Instructions to follow » Would you please copy each line of the data in which the string "ProductSeed" occurs?

(Collected data)
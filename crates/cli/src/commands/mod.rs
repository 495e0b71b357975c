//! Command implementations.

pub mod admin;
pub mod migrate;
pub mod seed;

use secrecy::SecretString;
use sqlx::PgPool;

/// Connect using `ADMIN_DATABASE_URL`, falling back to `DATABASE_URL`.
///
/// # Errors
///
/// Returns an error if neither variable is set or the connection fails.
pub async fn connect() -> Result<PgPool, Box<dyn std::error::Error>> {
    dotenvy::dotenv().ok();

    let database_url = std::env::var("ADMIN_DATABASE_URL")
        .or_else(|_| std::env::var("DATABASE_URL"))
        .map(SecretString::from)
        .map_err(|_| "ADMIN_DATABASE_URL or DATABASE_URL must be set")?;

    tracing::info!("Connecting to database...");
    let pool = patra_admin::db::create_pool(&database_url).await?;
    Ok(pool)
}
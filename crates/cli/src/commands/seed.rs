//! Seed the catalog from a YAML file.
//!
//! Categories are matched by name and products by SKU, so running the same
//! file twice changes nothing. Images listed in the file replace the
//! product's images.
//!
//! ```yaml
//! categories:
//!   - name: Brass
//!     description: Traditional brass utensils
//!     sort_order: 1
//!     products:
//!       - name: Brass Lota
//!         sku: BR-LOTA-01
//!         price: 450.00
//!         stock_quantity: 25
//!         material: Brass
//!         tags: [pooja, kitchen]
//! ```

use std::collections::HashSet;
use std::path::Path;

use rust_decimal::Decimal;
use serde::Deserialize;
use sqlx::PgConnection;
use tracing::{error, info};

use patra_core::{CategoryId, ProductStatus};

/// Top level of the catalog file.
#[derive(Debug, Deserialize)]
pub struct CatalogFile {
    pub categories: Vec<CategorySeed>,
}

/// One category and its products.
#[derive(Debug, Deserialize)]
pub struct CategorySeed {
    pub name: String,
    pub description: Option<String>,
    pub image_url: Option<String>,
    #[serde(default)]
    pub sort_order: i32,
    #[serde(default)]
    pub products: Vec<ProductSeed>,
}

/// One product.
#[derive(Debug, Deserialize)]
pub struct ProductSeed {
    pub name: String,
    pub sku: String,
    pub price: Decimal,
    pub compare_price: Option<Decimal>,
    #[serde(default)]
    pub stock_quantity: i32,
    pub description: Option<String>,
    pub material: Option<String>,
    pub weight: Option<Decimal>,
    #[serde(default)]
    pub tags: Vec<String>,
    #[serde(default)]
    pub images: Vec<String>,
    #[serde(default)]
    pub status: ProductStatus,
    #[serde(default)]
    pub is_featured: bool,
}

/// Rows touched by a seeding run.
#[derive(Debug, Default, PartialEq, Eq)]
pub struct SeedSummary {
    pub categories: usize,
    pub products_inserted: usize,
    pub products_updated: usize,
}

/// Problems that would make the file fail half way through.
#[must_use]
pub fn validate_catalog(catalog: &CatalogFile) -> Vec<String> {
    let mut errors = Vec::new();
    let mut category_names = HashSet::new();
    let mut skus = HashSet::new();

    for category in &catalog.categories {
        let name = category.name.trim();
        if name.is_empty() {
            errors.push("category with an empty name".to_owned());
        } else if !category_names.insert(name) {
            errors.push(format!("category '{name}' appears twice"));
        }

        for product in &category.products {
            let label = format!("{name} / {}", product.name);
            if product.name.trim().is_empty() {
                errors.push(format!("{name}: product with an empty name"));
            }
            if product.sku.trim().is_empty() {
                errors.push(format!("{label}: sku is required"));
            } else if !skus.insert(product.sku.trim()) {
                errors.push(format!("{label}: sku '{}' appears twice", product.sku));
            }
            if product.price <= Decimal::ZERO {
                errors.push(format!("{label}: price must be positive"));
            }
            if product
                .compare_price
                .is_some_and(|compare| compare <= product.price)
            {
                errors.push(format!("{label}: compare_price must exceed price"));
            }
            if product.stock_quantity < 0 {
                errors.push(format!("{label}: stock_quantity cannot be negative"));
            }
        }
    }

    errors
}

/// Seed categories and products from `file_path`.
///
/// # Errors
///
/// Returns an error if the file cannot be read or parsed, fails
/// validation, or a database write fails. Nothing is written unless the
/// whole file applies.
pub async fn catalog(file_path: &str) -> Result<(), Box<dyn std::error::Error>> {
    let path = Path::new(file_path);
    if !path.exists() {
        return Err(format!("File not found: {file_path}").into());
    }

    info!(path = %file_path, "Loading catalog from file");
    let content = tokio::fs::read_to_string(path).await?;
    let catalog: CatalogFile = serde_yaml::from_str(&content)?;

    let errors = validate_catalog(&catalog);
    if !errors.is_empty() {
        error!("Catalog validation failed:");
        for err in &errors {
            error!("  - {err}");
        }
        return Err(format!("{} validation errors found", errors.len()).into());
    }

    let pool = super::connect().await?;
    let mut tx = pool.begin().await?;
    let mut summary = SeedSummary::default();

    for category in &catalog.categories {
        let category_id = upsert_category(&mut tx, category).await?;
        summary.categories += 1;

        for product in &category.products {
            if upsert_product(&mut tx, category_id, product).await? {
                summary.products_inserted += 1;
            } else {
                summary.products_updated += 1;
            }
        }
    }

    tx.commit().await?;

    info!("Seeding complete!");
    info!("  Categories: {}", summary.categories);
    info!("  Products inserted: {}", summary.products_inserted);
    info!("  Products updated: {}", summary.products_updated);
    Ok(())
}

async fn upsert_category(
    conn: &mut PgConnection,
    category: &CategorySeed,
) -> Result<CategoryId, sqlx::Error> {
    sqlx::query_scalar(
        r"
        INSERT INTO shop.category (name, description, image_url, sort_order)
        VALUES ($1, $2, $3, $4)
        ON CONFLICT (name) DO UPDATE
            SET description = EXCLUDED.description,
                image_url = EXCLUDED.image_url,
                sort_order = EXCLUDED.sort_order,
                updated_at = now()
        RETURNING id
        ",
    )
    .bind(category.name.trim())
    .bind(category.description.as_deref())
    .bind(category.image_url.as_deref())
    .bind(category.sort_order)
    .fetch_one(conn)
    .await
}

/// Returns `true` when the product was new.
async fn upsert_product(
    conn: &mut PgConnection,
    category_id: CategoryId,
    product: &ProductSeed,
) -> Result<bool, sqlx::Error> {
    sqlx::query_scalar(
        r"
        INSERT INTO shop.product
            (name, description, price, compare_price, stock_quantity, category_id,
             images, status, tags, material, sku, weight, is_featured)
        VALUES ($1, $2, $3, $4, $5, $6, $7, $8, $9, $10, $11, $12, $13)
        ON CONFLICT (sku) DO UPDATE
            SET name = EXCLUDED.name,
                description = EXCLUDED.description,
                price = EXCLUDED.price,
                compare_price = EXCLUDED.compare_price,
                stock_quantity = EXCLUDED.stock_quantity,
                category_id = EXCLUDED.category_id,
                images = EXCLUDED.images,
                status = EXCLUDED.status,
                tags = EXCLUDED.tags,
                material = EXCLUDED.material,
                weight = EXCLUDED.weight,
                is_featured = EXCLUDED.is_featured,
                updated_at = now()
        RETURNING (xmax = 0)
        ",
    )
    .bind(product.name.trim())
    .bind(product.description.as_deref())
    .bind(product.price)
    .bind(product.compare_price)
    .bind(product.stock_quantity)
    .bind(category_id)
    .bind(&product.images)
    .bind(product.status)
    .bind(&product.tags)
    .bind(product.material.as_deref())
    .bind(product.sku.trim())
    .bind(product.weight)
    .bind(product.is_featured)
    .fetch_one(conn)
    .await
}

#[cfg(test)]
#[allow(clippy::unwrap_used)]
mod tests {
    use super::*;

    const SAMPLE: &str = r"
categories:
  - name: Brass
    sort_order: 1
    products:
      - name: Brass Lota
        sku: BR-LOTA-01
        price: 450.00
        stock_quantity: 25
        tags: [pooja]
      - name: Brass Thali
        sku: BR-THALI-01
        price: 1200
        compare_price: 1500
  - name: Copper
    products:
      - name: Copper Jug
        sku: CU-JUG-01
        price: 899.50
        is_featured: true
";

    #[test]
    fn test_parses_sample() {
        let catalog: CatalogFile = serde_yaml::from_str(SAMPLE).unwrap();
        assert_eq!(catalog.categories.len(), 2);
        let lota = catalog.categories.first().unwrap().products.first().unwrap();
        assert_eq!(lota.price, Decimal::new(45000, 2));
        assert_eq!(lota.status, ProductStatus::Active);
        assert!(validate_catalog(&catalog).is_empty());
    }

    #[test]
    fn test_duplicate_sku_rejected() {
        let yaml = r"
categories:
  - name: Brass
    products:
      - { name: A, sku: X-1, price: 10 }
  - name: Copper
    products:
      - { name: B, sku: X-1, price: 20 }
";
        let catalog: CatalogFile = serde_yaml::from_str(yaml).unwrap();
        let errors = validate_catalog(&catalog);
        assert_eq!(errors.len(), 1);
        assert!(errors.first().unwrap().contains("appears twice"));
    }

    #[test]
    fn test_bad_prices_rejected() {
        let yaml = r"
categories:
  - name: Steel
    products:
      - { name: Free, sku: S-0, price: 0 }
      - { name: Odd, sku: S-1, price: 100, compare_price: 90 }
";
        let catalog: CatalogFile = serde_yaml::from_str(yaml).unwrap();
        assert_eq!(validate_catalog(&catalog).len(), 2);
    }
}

Your solution »
    pub products: Vec<ProductSeed>,
pub struct ProductSeed {
    product: &ProductSeed,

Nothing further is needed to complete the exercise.